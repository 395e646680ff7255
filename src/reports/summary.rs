//! Dashboard Summary Report
//!
//! Headline totals for a date range plus a count of budget and goal
//! statuses as of today.

use chrono::NaiveDate;
use serde::Serialize;
use tracing::debug;

use crate::display::{format_money, format_percentage, separator};
use crate::models::{DateRange, Money, TransactionType};
use crate::services::{
    budget_status, date_span, filter_transactions, goal_status, group_by_category, summarize,
    CategoryTotal, FinancialSummary, ProgressStatus,
};
use crate::storage::Snapshot;

/// Number of expense categories listed on the dashboard
const TOP_CATEGORIES: usize = 5;

/// How many budgets or goals are in each status
#[derive(Debug, Clone, Copy, Default, PartialEq, Eq, Serialize)]
pub struct StatusCounts {
    pub on_track: usize,
    pub behind: usize,
    pub completed: usize,
}

impl StatusCounts {
    fn tally(statuses: impl Iterator<Item = ProgressStatus>) -> Self {
        statuses.fold(Self::default(), |mut counts, status| {
            match status {
                ProgressStatus::OnTrack => counts.on_track += 1,
                ProgressStatus::Behind => counts.behind += 1,
                ProgressStatus::Completed => counts.completed += 1,
            }
            counts
        })
    }

    pub fn total(&self) -> usize {
        self.on_track + self.behind + self.completed
    }
}

/// Dashboard Summary Report
#[derive(Debug, Clone, PartialEq, Eq, Serialize)]
pub struct SummaryReport {
    pub range: DateRange,
    pub today: NaiveDate,
    #[serde(flatten)]
    pub summary: FinancialSummary,
    /// Earliest and latest transaction date in the range
    pub first_date: Option<NaiveDate>,
    pub last_date: Option<NaiveDate>,
    /// Largest expense categories, biggest first
    pub top_expenses: Vec<CategoryTotal>,
    pub budgets: StatusCounts,
    pub goals: StatusCounts,
}

impl SummaryReport {
    /// Generate the dashboard summary
    pub fn generate(snapshot: &Snapshot, range: &DateRange, today: NaiveDate) -> Self {
        let transactions = filter_transactions(&snapshot.transactions, range);
        let summary = summarize(&transactions);
        let span = date_span(&transactions);

        let mut top_expenses = group_by_category(&transactions, TransactionType::Expense);
        top_expenses.sort_by(|a, b| b.value.cmp(&a.value));
        top_expenses.truncate(TOP_CATEGORIES);

        let budgets = StatusCounts::tally(
            snapshot
                .budgets
                .iter()
                .map(|b| budget_status(b, &snapshot.transactions, today)),
        );
        let goals = StatusCounts::tally(snapshot.goals.iter().map(|g| goal_status(g, today)));

        debug!(%range, transactions = summary.transaction_count, "Generated summary report");

        Self {
            range: *range,
            today,
            summary,
            first_date: span.map(|(first, _)| first),
            last_date: span.map(|(_, last)| last),
            top_expenses,
            budgets,
            goals,
        }
    }

    /// Share of income left after expenses, 0 when there is no income
    pub fn savings_rate(&self) -> f64 {
        self.summary
            .net_balance
            .percent_of(self.summary.total_income)
    }

    /// Format the report for terminal display
    pub fn format_terminal(&self, symbol: &str) -> String {
        let mut output = String::new();
        let s = &self.summary;

        output.push_str(&format!("Financial Summary: {}\n", self.range));
        output.push_str(&"=".repeat(60));
        output.push('\n');

        output.push_str(&format!(
            "{:<20} {:>16}\n",
            "Total Income:",
            format_money(s.total_income, symbol)
        ));
        output.push_str(&format!(
            "{:<20} {:>16}\n",
            "Total Expenses:",
            format_money(s.total_expenses, symbol)
        ));
        output.push_str(&format!(
            "{:<20} {:>16}\n",
            "Net Balance:",
            format_money(s.net_balance, symbol)
        ));
        output.push_str(&format!(
            "{:<20} {:>16}\n",
            "Savings Rate:",
            format_percentage(self.savings_rate())
        ));
        output.push_str(&format!(
            "{:<20} {:>16}\n",
            "Transactions:",
            s.transaction_count
        ));
        if let (Some(first), Some(last)) = (self.first_date, self.last_date) {
            output.push_str(&format!("{:<20} {} to {}\n", "Activity:", first, last));
        }

        if !self.top_expenses.is_empty() {
            output.push_str(&format!("\nTop Expense Categories\n{}\n", separator(40)));
            for category in &self.top_expenses {
                output.push_str(&format!(
                    "  {:<22} {:>14}\n",
                    category.name,
                    format_money(category.value, symbol)
                ));
            }
        }

        output.push_str(&format!("\nStatus as of {}\n{}\n", self.today, separator(40)));
        output.push_str(&format_counts("Budgets", &self.budgets));
        output.push_str(&format_counts("Goals", &self.goals));

        output
    }
}

fn format_counts(label: &str, counts: &StatusCounts) -> String {
    format!(
        "  {:<8} {} total: {} on track, {} behind, {} completed\n",
        label,
        counts.total(),
        counts.on_track,
        counts.behind,
        counts.completed
    )
}

#[cfg(test)]
mod tests {
    use super::*;
    use crate::models::{Budget, SavingsGoal, Transaction};

    fn date(m: u32, d: u32) -> NaiveDate {
        NaiveDate::from_ymd_opt(2025, m, d).unwrap()
    }

    fn snapshot() -> Snapshot {
        let food = Budget::for_period("Food", Money::from_units(100), date(1, 1), date(1, 31))
            .with_id(1u64);
        let mut goal = SavingsGoal::new("Car", Money::from_units(100)).with_id(1u64);
        goal.contribute(Money::from_units(100), date(1, 2));

        let transactions = vec![
            Transaction::income("Salary", Money::from_units(2000), date(1, 1)),
            Transaction::expense("Food", Money::from_units(40), date(1, 3))
                .with_budget(food.id.clone()),
            Transaction::expense("Rent", Money::from_units(900), date(1, 4)),
            Transaction::expense("Food", Money::from_units(60), date(1, 20))
                .with_budget(food.id.clone()),
            Transaction::expense("Travel", Money::from_units(300), date(2, 2)),
        ];
        Snapshot::new(transactions, vec![food], vec![goal])
    }

    #[test]
    fn test_generate() {
        let range = DateRange::between(date(1, 1), date(1, 31));
        let report = SummaryReport::generate(&snapshot(), &range, date(1, 15));

        assert_eq!(report.summary.total_income, Money::from_units(2000));
        assert_eq!(report.summary.total_expenses, Money::from_units(1000));
        assert_eq!(report.summary.net_balance, Money::from_units(1000));
        assert_eq!(report.summary.transaction_count, 4);
        assert_eq!(report.first_date, Some(date(1, 1)));
        assert_eq!(report.last_date, Some(date(1, 20)));
        assert_eq!(report.savings_rate(), 50.0);

        let names: Vec<&str> = report.top_expenses.iter().map(|c| c.name.as_str()).collect();
        assert_eq!(names, vec!["Rent", "Food"]);
        assert_eq!(report.budgets.completed, 1);
        assert_eq!(report.goals.completed, 1);
    }

    #[test]
    fn test_empty_snapshot() {
        let report = SummaryReport::generate(&Snapshot::default(), &DateRange::all(), date(1, 1));
        assert_eq!(report.summary, FinancialSummary::default());
        assert_eq!(report.savings_rate(), 0.0);
        assert_eq!(report.budgets.total(), 0);
        assert!(report.first_date.is_none());
    }

    #[test]
    fn test_format_terminal() {
        let report = SummaryReport::generate(&snapshot(), &DateRange::all(), date(1, 15));
        let output = report.format_terminal("$");

        assert!(output.contains("Financial Summary: all dates"));
        assert!(output.contains("$2000.00"));
        assert!(output.contains("Top Expense Categories"));
        assert!(output.contains("Budgets"));
        assert!(output.contains("1 completed"));
    }
}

▸ Directions for this task
Lines of the data that include the string "tally" are to be counted; report the total by itself.

▸ Solved problem
3